Удивлялася Маруся детям своим, как они могут про одно и то же по десять раз расспрашивать и радоваться, словно в первый раз слышат, но соглашалася – других подарочков желанных на святой этот праздник у нее все равно для детишек своих не было.
– Скажи, мамушка, почему тебя Козой называют? – спросила Верочка, кой одиннадцать лет недавно стукнуло, и прыснула от своего нежданного порыва.
– Ох, и давняя та история, – рассмеялась Маруся Коза.

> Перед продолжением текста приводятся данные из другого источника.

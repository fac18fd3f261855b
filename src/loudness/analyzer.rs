use tracing::trace;

use crate::arena::{SampleArena, ScratchBuffer, Span};
use crate::error::{Error, Result};
use crate::loudness::meter::LoudnessMeter;
use crate::loudness::state::{SERIALIZED_STATE_SIZE, SerializedState};

pub const DEFAULT_MAX_HISTORY_MS: u32 = 30_000;

/// Momentary loudness at or below this is treated as silence (LUFS).
pub const SILENCE_THRESHOLD: f64 = -65.0;

/// Normalization target (LUFS).
pub const REFERENCE_LOUDNESS: f64 = -18.0;

/// Largest boost normalization will apply (dB).
pub const MAX_GAIN_OFFSET: f64 = 12.0;

const MOMENTARY_WINDOW_MS: u32 = 400;
const OVERLAP_MS: u32 = 100;

/// Integrated loudness is trusted once this many seconds have been measured.
const ENOUGH_DATA_SECONDS: u64 = 3;

const NOT_INITIALIZED: &str = "not initialized";

/// Per-block result of loudness normalization.
#[derive(Debug, Clone, Copy, Default, PartialEq, Eq)]
pub struct LoudnessInfo {
    pub is_entirely_silent: bool,
}

#[derive(Debug, Clone, Copy, PartialEq, Eq)]
pub struct LoudnessOpts {
    pub normalization_enabled: bool,
    pub silence_trimming_enabled: bool,
    pub max_history_ms: u32,
}

impl Default for LoudnessOpts {
    fn default() -> Self {
        Self {
            normalization_enabled: false,
            silence_trimming_enabled: false,
            max_history_ms: DEFAULT_MAX_HISTORY_MS,
        }
    }
}

/// EBU R128 loudness measurement, normalization and silence classification.
///
/// Lifecycle: created uninitialized, then `initialize` or `initialize_from_serialized_state`,
/// then `destroy`. Everything else requires the initialized state.
pub struct LoudnessAnalyzer {
    opts: LoudnessOpts,
    meter: Option<LoudnessMeter>,
    channel_count: u16,
    sample_rate: u32,
    frames_added: u64,
    momentary_loudness_avg: f64,
    // Negative when no gain has been applied yet.
    previously_applied_gain: f64,
    serialized: ScratchBuffer,
    destroyed: bool,
}

impl Default for LoudnessAnalyzer {
    fn default() -> Self {
        Self::new(LoudnessOpts::default())
    }
}

impl LoudnessAnalyzer {
    pub fn new(opts: LoudnessOpts) -> Self {
        Self {
            opts,
            meter: None,
            channel_count: 0,
            sample_rate: 0,
            frames_added: 0,
            momentary_loudness_avg: f64::NAN,
            previously_applied_gain: -1.0,
            serialized: ScratchBuffer::new(),
            destroyed: false,
        }
    }

    pub fn is_initialized(&self) -> bool {
        self.meter.is_some()
    }

    pub fn initialize(&mut self, channel_count: u16, sample_rate: u32) -> Result<()> {
        self.check_initializable()?;
        self.meter = Some(LoudnessMeter::new(
            channel_count as u32,
            sample_rate,
            self.opts.max_history_ms,
        )?);
        self.channel_count = channel_count;
        self.sample_rate = sample_rate;
        self.frames_added = 0;
        self.momentary_loudness_avg = f64::NAN;
        self.previously_applied_gain = -1.0;
        Ok(())
    }

    /// Resume from a snapshot produced by `serialize`.
    ///
    /// The momentary average starts at the snapshot's integrated loudness and the ramp starts
    /// from the gain that loudness implies, so a resumed track does not jump in volume.
    pub fn initialize_from_serialized_state(&mut self, bytes: &[u8]) -> Result<()> {
        self.check_initializable()?;
        let state = SerializedState::from_bytes(bytes)?;
        let channel_count = u16::try_from(state.channel_count).map_err(|_| {
            Error::analyzer(format!(
                "serialized loudness state has {} channels",
                state.channel_count
            ))
        })?;

        self.meter = Some(LoudnessMeter::restore(&state)?);
        self.opts.max_history_ms = state.max_history_ms;
        self.channel_count = channel_count;
        self.sample_rate = state.sample_rate;
        self.frames_added = state.frames_added as u64;
        self.momentary_loudness_avg = state.integrated_loudness;
        self.previously_applied_gain = normalization_gain(state.integrated_loudness, state.sample_peak);
        Ok(())
    }

    fn check_initializable(&self) -> Result<()> {
        if self.destroyed {
            return Err(Error::programmer("destroyed"));
        }
        if self.meter.is_some() {
            return Err(Error::programmer("already initialized"));
        }
        Ok(())
    }

    pub fn set_loudness_normalization_enabled(&mut self, enabled: bool) {
        self.opts.normalization_enabled = enabled;
    }

    pub fn set_silence_trimming_enabled(&mut self, enabled: bool) {
        self.opts.silence_trimming_enabled = enabled;
    }

    pub fn channel_count(&self) -> u16 {
        self.channel_count
    }

    pub fn sample_rate(&self) -> u32 {
        self.sample_rate
    }

    pub fn frames_added(&self) -> u64 {
        self.frames_added
    }

    pub fn previously_applied_gain(&self) -> Option<f64> {
        (self.previously_applied_gain >= 0.0).then_some(self.previously_applied_gain)
    }

    fn have_enough_loudness_data(&self) -> bool {
        self.frames_added >= self.sample_rate as u64 * ENOUGH_DATA_SECONDS
    }

    /// Whether a full history window's worth of audio has been measured.
    pub fn is_history_state_filled(&self) -> bool {
        if self.sample_rate == 0 {
            return false;
        }
        let measured_ms = self.frames_added as f64 / self.sample_rate as f64 * 1000.0;
        measured_ms >= (self.opts.max_history_ms + MOMENTARY_WINDOW_MS - OVERLAP_MS) as f64
    }

    fn momentary_window_frames(&self) -> usize {
        (MOMENTARY_WINDOW_MS as u64 * self.sample_rate as u64 / 1000) as usize
    }

    /// Measure `frames` frames of `span` without modifying them.
    pub fn add_frames(&mut self, arena: &SampleArena, span: Span, frames: usize) -> Result<()> {
        let channels = self.channel_count as usize;
        let meter = self
            .meter
            .as_mut()
            .ok_or_else(|| Error::programmer(NOT_INITIALIZED))?;
        let samples = arena.samples(span)?;
        let samples = samples.get(..frames * channels).ok_or_else(|| {
            Error::programmer(format!(
                "{frames} frames requested from a span of {} samples",
                samples.len()
            ))
        })?;

        meter.add_frames(samples).map_err(|err| {
            Error::analyzer(format!("{err} (handle {:?}, {frames} frames)", span.handle))
        })?;
        self.frames_added += frames as u64;
        Ok(())
    }

    /// Measure the block and, depending on the enabled features, classify it as silent and/or
    /// scale it towards the reference loudness in place.
    pub fn apply_loudness_normalization(
        &mut self,
        arena: &mut SampleArena,
        span: Span,
        frames: usize,
    ) -> Result<LoudnessInfo> {
        if self.meter.is_none() {
            return Err(Error::programmer(NOT_INITIALIZED));
        }
        let mut info = LoudnessInfo::default();
        let LoudnessOpts {
            normalization_enabled,
            silence_trimming_enabled,
            ..
        } = self.opts;
        if !normalization_enabled && !silence_trimming_enabled {
            return Ok(info);
        }

        let channels = self.channel_count as usize;
        let window = self.momentary_window_frames().max(1);
        let mut momentary_values = Vec::new();
        {
            let samples = arena.samples(span)?;
            let samples = samples.get(..frames * channels).ok_or_else(|| {
                Error::programmer(format!(
                    "{frames} frames requested from a span of {} samples",
                    samples.len()
                ))
            })?;

            for chunk in samples.chunks(window * channels) {
                let Some(meter) = self.meter.as_mut() else {
                    return Err(Error::programmer(NOT_INITIALIZED));
                };
                meter.add_frames(chunk).map_err(|err| {
                    Error::analyzer(format!(
                        "{err} (handle {:?}, {} frames)",
                        span.handle,
                        chunk.len() / channels
                    ))
                })?;
                self.frames_added += (chunk.len() / channels) as u64;

                if silence_trimming_enabled && self.frames_added >= window as u64 {
                    let momentary = meter.momentary()?;
                    self.momentary_loudness_avg = if self.momentary_loudness_avg.is_finite() {
                        self.momentary_loudness_avg * 0.3 + momentary * 0.7
                    } else {
                        momentary
                    };
                    momentary_values.push(momentary);
                }
            }
        }

        if silence_trimming_enabled && self.frames_added > window as u64 {
            info.is_entirely_silent = momentary_values.iter().all(|m| *m <= SILENCE_THRESHOLD);
        }

        if normalization_enabled {
            let Some(meter) = self.meter.as_ref() else {
                return Err(Error::programmer(NOT_INITIALIZED));
            };
            let integrated = meter.integrated()?;
            let sample_peak = meter.sample_peak()?;
            let loudness = if self.have_enough_loudness_data() {
                integrated
            } else {
                self.momentary_loudness_avg
            };

            if loudness > SILENCE_THRESHOLD {
                let gain = normalization_gain(loudness, sample_peak);
                let samples = arena.samples_mut(span)?;
                apply_gain_ramp(
                    &mut samples[..frames * channels],
                    channels,
                    self.previously_applied_gain,
                    gain,
                );
                trace!(loudness, sample_peak, gain, "normalized block");
                self.previously_applied_gain = gain;
            }
        }

        Ok(info)
    }

    /// Snapshot the measurement state (see `state` for the byte layout).
    pub fn serialize(&mut self, arena: &mut SampleArena) -> Result<Vec<u8>> {
        let meter = self
            .meter
            .as_ref()
            .ok_or_else(|| Error::programmer(NOT_INITIALIZED))?;
        let state = meter.export(self.frames_added)?;

        let handle = self.serialized.get(arena, SERIALIZED_STATE_SIZE)?;
        let span = Span::new(handle, SERIALIZED_STATE_SIZE);
        arena.bytes_mut(span)?.copy_from_slice(&state.to_bytes());
        Ok(arena.bytes(span)?.to_vec())
    }

    /// Release the meter and the serialization buffer.
    pub fn destroy(&mut self, arena: &mut SampleArena) -> Result<()> {
        if self.meter.take().is_none() {
            return Err(Error::programmer(NOT_INITIALIZED));
        }
        self.destroyed = true;
        self.serialized.release(arena)
    }
}

/// `min(1 / peak, 10^(offset / 20))` with the offset towards the reference capped.
fn normalization_gain(loudness: f64, sample_peak: f64) -> f64 {
    let gain_offset = (REFERENCE_LOUDNESS - loudness).min(MAX_GAIN_OFFSET);
    (1.0 / sample_peak).min(10f64.powf(gain_offset / 20.0))
}

/// Scale frames by a gain moving linearly from `from` to `to` across the block.
///
/// A negative `from` means there is nothing to ramp from; `to` is applied flat.
fn apply_gain_ramp(samples: &mut [i16], channels: usize, from: f64, to: f64) {
    let frames = samples.len() / channels.max(1);
    let from = if from < 0.0 { to } else { from };
    let step = if frames > 0 {
        (to - from) / frames as f64
    } else {
        0.0
    };

    for (i, frame) in samples.chunks_exact_mut(channels.max(1)).enumerate() {
        let gain = from + step * (i + 1) as f64;
        for sample in frame {
            *sample = (*sample as f64 * gain)
                .round()
                .clamp(i16::MIN as f64, i16::MAX as f64) as i16;
        }
    }
}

– Расскажи, расскажи, – просили дети.
– Была я молода в свое время и горяча. А сурова была… Ох! Уж если обидит меня кто, такосьма обижалась, что из носа дым шел, и будто рога у меня отрастали да хвост сзади камни в пыль сбивал. Вот какая была мать ваша! – и засмеялась сама от души, молодость свою вспоминая. – А если какая несправедливость творилась, так я первая в рядах за честный строй. И с парнями пару раз в драке батюшка ловил. Ловил и побивал, да не помогало. И прозвали меня Марусей Козой с тех пор. Да только дралась я не просто так, а всегда за честное дело; стали меня на подмогу звать дети малые или какие-нибудь немощные. И стали меня всякие люди недобрые побаиваться, а опосля одно лишь имя мое страх наводило на обидчиков. Одним словом, так и прижилось это прозвище, вовсе мне не обидное.
Да только нелегко жилось Козушке. Не сидела я дома ни минуточки, егоза была та еще. И матушка уже не рада была характеру такому грозному, и батюшка не знал, как сладить со мною. И кто на мне, такой боевой, жениться захочет? А была я красавицей писаной, детушки: и стройна, и бела, а взор ясный, острый, ум цепкий, нрав веселый, характер – железо! Да отец как в воду глядел: смотрели на меня женихи, восхищалися, а подойти ни один не отваживался. И все вокруг пары создавали да женились, через костры прыгали да за ручку держались. Одна я, окаянная, как русалка, все одна свои косы расплетала на глазах у грустных родителей, желавших мне добра и внуков хотеючи.
И не выдержал один раз отец, вывел меня на площадь ярмарочную, где в то время командовал и большим человеком был. Не побоялся насмешек и позора, взял меня за косу мою русую, накрутил на кулачище свой и спросил честной народ: желает ли кто его красавицу-дочь замуж взять. Отдавал самое дорогое, любимое, но предупредил, что я росла на воле, будто трава полевая, набралась силы так, что не каждый такую скосить теперь сможет. Долго люди стояли и смотрели, молодые посмеивались, старые жалели отца. Тут вышел кузнец наш Федор, которого в деревне Горынычем звали, и говорит: «Я возьму, привык с железом-то обходиться, оно в моей руке мягким становится».
И посмотрел на меня Федор Горыныч тогда так, от чего поняла я одну вещь важную: или живу, как и раньше, куда ветер понесет вольный, да всю жизнь одинокую и тоскливую, или пришел час меняться мне. И стало совестно, что раньше я этого в толк взять не могла. С тех пор называю я вашего батюшку не иначе как Федор Горыныч, чтоб не забыть мне урока того, и в честь дня того замечательного, когда повстречала своего любимого и суженого. И увез ваш батюшка меня на свою родину, чтоб без всяких кривотолков и смешков начать жизнь новую с чистого листа, чтобы люди злые больше своих языков не чесали про имя доброе моих родителей, мужа моего да семьи нашей.